#### ACTIVITY:
Copy exactly the lines from the start of the data below through the one that carries "to an admitted request.", and only those.

#### SUPPLIED RECORDS:

//! Per-route circuit breaking.
//!
//! # States
//! - Closed: normal operation, requests pass through
//! - Open: route assumed broken, requests fail fast
//! - Half-Open: requests are trials testing whether the route recovered
//!
//! # State Transitions
//! ```text
//! Closed → Open: failure_count reaches threshold
//! Open → Half-Open: first admission check after open_timeout
//! Half-Open → Closed: a trial succeeds
//! Half-Open → Open: a trial failure brings failure_count back to threshold
//! ```
//!
//! # Design Decisions
//! - Per-route breaker keyed by `METHOD:path` (not global)
//! - The Open → Half-Open check runs on the admission path; no timers
//! - Half-Open admits every concurrent request as a trial
//! - Outcomes arriving while Open still count: failures extend the open
//!   period, successes reset the count without closing

use arc_swap::ArcSwap;
use axum::http::Method;
use serde::Serialize;
use std::fmt;
use std::sync::Arc;
use std::time::{Duration, Instant};

use crate::clock::SharedClock;
use crate::config::CircuitBreakerConfig;
use crate::observability::metrics;
use crate::registry::{EvictionPolicy, KeyedStore};

/// Breaker state.
#[derive(Debug, Clone, Copy, PartialEq, Eq, Serialize)]
#[serde(rename_all = "SCREAMING_SNAKE_CASE")]
pub enum CircuitState {
    Closed,
    Open,
    HalfOpen,
}

impl CircuitState {
    pub fn as_str(&self) -> &'static str {
        match self {
            CircuitState::Closed => "CLOSED",
            CircuitState::Open => "OPEN",
            CircuitState::HalfOpen => "HALF_OPEN",
        }
    }
}

impl fmt::Display for CircuitState {
    fn fmt(&self, f: &mut fmt::Formatter<'_>) -> fmt::Result {
        f.write_str(self.as_str())
    }
}

/// What happened to an admitted request.
#[derive(Debug, Clone, Copy, PartialEq, Eq)]
pub enum Outcome {
    Success,
    /// The handler answered with a 5xx status.
    ServerError,
    /// The handler failed to produce a response of its own.
    Exception,
}

impl Outcome {
    pub fn is_failure(&self) -> bool {
        !matches!(self, Outcome::Success)
    }
}

/// A state change caused by one event.
#[derive(Debug, Clone, Copy, PartialEq, Eq)]
pub struct Transition {
    pub from: CircuitState,
    pub to: CircuitState,
}

/// Result of an admission check.
#[derive(Debug, Clone, Copy, PartialEq, Eq)]
pub enum Admission {
    Admitted,
    Rejected { retry_after: Duration },
}

/// A three-state breaker for one route.
#[derive(Debug, Clone)]
pub struct CircuitBreaker {
    state: CircuitState,
    failure_count: u32,
    failure_threshold: u32,
    open_timeout: Duration,
    last_failure: Option<Instant>,
}

impl CircuitBreaker {
    pub fn new(failure_threshold: u32, open_timeout: Duration) -> Self {
        Self {
            state: CircuitState::Closed,
            failure_count: 0,
            failure_threshold: failure_threshold.max(1),
            open_timeout,
            last_failure: None,
        }
    }

    pub fn state(&self) -> CircuitState {
        self.state
    }

    pub fn failure_count(&self) -> u32 {
        self.failure_count
    }

    pub fn last_failure(&self) -> Option<Instant> {
        self.last_failure
    }

    pub fn retune(&mut self, failure_threshold: u32, open_timeout: Duration) {
        self.failure_threshold = failure_threshold.max(1);
        self.open_timeout = open_timeout;
    }

    fn transition(&mut self, to: CircuitState) -> Option<Transition> {
        let from = self.state;
        if from == to {
            return None;
        }
        self.state = to;
        Some(Transition { from, to })
    }

    /// Decide whether a request may pass. Moves Open to Half-Open once the
    /// open timeout has elapsed since the last failure.
    pub fn try_admit(&mut self, now: Instant) -> (Admission, Option<Transition>) {
        match self.state {
            CircuitState::Closed | CircuitState::HalfOpen => (Admission::Admitted, None),
            CircuitState::Open => {
                let cooled = self
                    .last_failure
                    .map_or(true, |at| now.saturating_duration_since(at) >= self.open_timeout);
                if cooled {
                    (Admission::Admitted, self.transition(CircuitState::HalfOpen))
                } else {
                    (
                        Admission::Rejected {
                            retry_after: self.open_timeout,
                        },
                        None,
                    )
                }
            }
        }
    }

    pub fn on_success(&mut self) -> Option<Transition> {
        self.failure_count = 0;
        match self.state {
            CircuitState::HalfOpen => {
                self.last_failure = None;
                self.transition(CircuitState::Closed)
            }
            CircuitState::Closed => {
                self.last_failure = None;
                None
            }
            // Only a trial may close an open breaker.
            CircuitState::Open => None,
        }
    }

    pub fn on_failure(&mut self, now: Instant) -> Option<Transition> {
        self.failure_count = self.failure_count.saturating_add(1);
        self.last_failure = Some(now);
        match self.state {
            CircuitState::Closed | CircuitState::HalfOpen
                if self.failure_count >= self.failure_threshold =>
            {
                self.transition(CircuitState::Open)
            }
            _ => None,
        }
    }

    pub fn record(&mut self, outcome: Outcome, now: Instant) -> Option<Transition> {
        if outcome.is_failure() {
            self.on_failure(now)
        } else {
            self.on_success()
        }
    }
}

/// Inspection view of one breaker.
#[derive(Debug, Clone, Serialize)]
pub struct BreakerSnapshot {
    pub route: String,
    pub state: CircuitState,
    pub failure_count: u32,
    /// Seconds since the last recorded failure.
    pub last_failure_secs_ago: Option<u64>,
}

#[derive(Debug, Clone, PartialEq)]
struct BreakerSettings {
    enabled: bool,
    failure_threshold: u32,
    open_timeout: Duration,
    eviction: EvictionPolicy,
}

impl BreakerSettings {
    fn from_config(config: &CircuitBreakerConfig) -> Self {
        Self {
            enabled: config.enabled,
            failure_threshold: config.failure_threshold.max(1),
            open_timeout: config.open_timeout(),
            eviction: config.eviction(),
        }
    }
}

/// Circuit breakers keyed by route.
pub struct CircuitBreakers {
    breakers: KeyedStore<CircuitBreaker>,
    settings: ArcSwap<BreakerSettings>,
    clock: SharedClock,
}

impl CircuitBreakers {
    pub fn new(config: &CircuitBreakerConfig, clock: SharedClock) -> Self {
        Self {
            breakers: KeyedStore::new(clock.clone()),
            settings: ArcSwap::from_pointee(BreakerSettings::from_config(config)),
            clock,
        }
    }

    pub fn is_enabled(&self) -> bool {
        self.settings.load().enabled
    }

    pub fn open_timeout(&self) -> Duration {
        self.settings.load().open_timeout
    }

    fn factory(settings: &BreakerSettings) -> impl FnOnce() -> CircuitBreaker + '_ {
        move || CircuitBreaker::new(settings.failure_threshold, settings.open_timeout)
    }

    pub fn check_admission(&self, route: &str) -> Admission {
        let settings = self.settings.load();
        let slot = self
            .breakers
            .get_or_create(route, Self::factory(&settings));

        let (admission, transition) = {
            let mut breaker = slot.lock();
            breaker.retune(settings.failure_threshold, settings.open_timeout);
            breaker.try_admit(self.clock.now())
        };

        if let Some(transition) = transition {
            log_transition(route, transition);
        }
        if let Admission::Rejected { .. } = admission {
            tracing::debug!(route = %route, "Circuit open, rejecting request");
            metrics::record_circuit_rejected();
        }
        // Admissions whose request never completes still count toward the ceiling.
        self.maybe_evict(&settings.eviction);
        admission
    }

    /// Record the outcome of an admitted request. Returns the state after
    /// the update.
    pub fn record_outcome(&self, route: &str, outcome: Outcome) -> CircuitState {
        let settings = self.settings.load();
        let slot = self
            .breakers
            .get_or_create(route, Self::factory(&settings));

        let (state, transition) = {
            let mut breaker = slot.lock();
            let transition = breaker.record(outcome, self.clock.now());
            (breaker.state(), transition)
        };

        if let Some(transition) = transition {
            log_transition(route, transition);
        }
        self.maybe_evict(&settings.eviction);
        state
    }

    fn maybe_evict(&self, policy: &EvictionPolicy) {
        if let Some(removed) = self.breakers.maybe_evict(policy) {
            let remaining = self.breakers.len();
            tracing::debug!(removed, remaining, "Evicted idle circuit breakers");
            metrics::record_evictions("circuit_breaker", removed, remaining);
        }
        metrics::record_registry_size("circuit_breaker", self.breakers.len());
    }

    /// Current state for `route`, if it is tracked.
    pub fn state(&self, route: &str) -> Option<CircuitState> {
        self.breakers.get(route).map(|slot| slot.lock().state())
    }

    /// All tracked breakers, sorted by route.
    pub fn snapshot(&self) -> Vec<BreakerSnapshot> {
        let now = self.clock.now();
        let mut snapshot: Vec<_> = self
            .breakers
            .entries()
            .into_iter()
            .map(|(route, slot)| {
                let breaker = slot.lock();
                BreakerSnapshot {
                    route,
                    state: breaker.state(),
                    failure_count: breaker.failure_count(),
                    last_failure_secs_ago: breaker
                        .last_failure()
                        .map(|at| now.saturating_duration_since(at).as_secs()),
                }
            })
            .collect();
        snapshot.sort_by(|a, b| a.route.cmp(&b.route));
        snapshot
    }

    /// Unconditional eviction pass. Returns the number of breakers removed.
    pub fn evict_stale(&self) -> usize {
        let ttl = self.settings.load().eviction.ttl;
        let removed = self.breakers.evict_stale(ttl);
        metrics::record_evictions("circuit_breaker", removed, self.breakers.len());
        removed
    }

    pub fn reconfigure(&self, config: &CircuitBreakerConfig) {
        let next = BreakerSettings::from_config(config);
        if **self.settings.load() != next {
            tracing::info!(
                enabled = next.enabled,
                failure_threshold = next.failure_threshold,
                open_timeout_secs = next.open_timeout.as_secs(),
                "Circuit breakers reconfigured"
            );
            self.settings.store(Arc::new(next));
        }
    }

    pub fn tracked_routes(&self) -> usize {
        self.breakers.len()
    }
}

fn log_transition(route: &str, transition: Transition) {
    if transition.to == CircuitState::Open {
        tracing::warn!(
            route = %route,
            from = %transition.from,
            to = %transition.to,
            "Circuit breaker opened"
        );
    } else {
        tracing::info!(
            route = %route,
            from = %transition.from,
            to = %transition.to,
            "Circuit breaker state changed"
        );
    }
    metrics::record_circuit_transition(transition.to.as_str());
}

/// Breaker key for a request: `METHOD:path`.
pub fn route_key(method: &Method, path: &str) -> String {
    format!("{method}:{path}")
}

#### ANSWER BELOW:
//! Per-route circuit breaking.
//!
//! # States
//! - Closed: normal operation, requests pass through
//! - Open: route assumed broken, requests fail fast
//! - Half-Open: requests are trials testing whether the route recovered
//!
//! # State Transitions
//! ```text
//! Closed → Open: failure_count reaches threshold
//! Open → Half-Open: first admission check after open_timeout
//! Half-Open → Closed: a trial succeeds
//! Half-Open → Open: a trial failure brings failure_count back to threshold
//! ```
//!
//! # Design Decisions
//! - Per-route breaker keyed by `METHOD:path` (not global)
//! - The Open → Half-Open check runs on the admission path; no timers
//! - Half-Open admits every concurrent request as a trial
//! - Outcomes arriving while Open still count: failures extend the open
//!   period, successes reset the count without closing

use arc_swap::ArcSwap;
use axum::http::Method;
use serde::Serialize;
use std::fmt;
use std::sync::Arc;
use std::time::{Duration, Instant};

use crate::clock::SharedClock;
use crate::config::CircuitBreakerConfig;
use crate::observability::metrics;
use crate::registry::{EvictionPolicy, KeyedStore};

/// Breaker state.
#[derive(Debug, Clone, Copy, PartialEq, Eq, Serialize)]
#[serde(rename_all = "SCREAMING_SNAKE_CASE")]
pub enum CircuitState {
    Closed,
    Open,
    HalfOpen,
}

impl CircuitState {
    pub fn as_str(&self) -> &'static str {
        match self {
            CircuitState::Closed => "CLOSED",
            CircuitState::Open => "OPEN",
            CircuitState::HalfOpen => "HALF_OPEN",
        }
    }
}

impl fmt::Display for CircuitState {
    fn fmt(&self, f: &mut fmt::Formatter<'_>) -> fmt::Result {
        f.write_str(self.as_str())
    }
}

/// What happened to an admitted request.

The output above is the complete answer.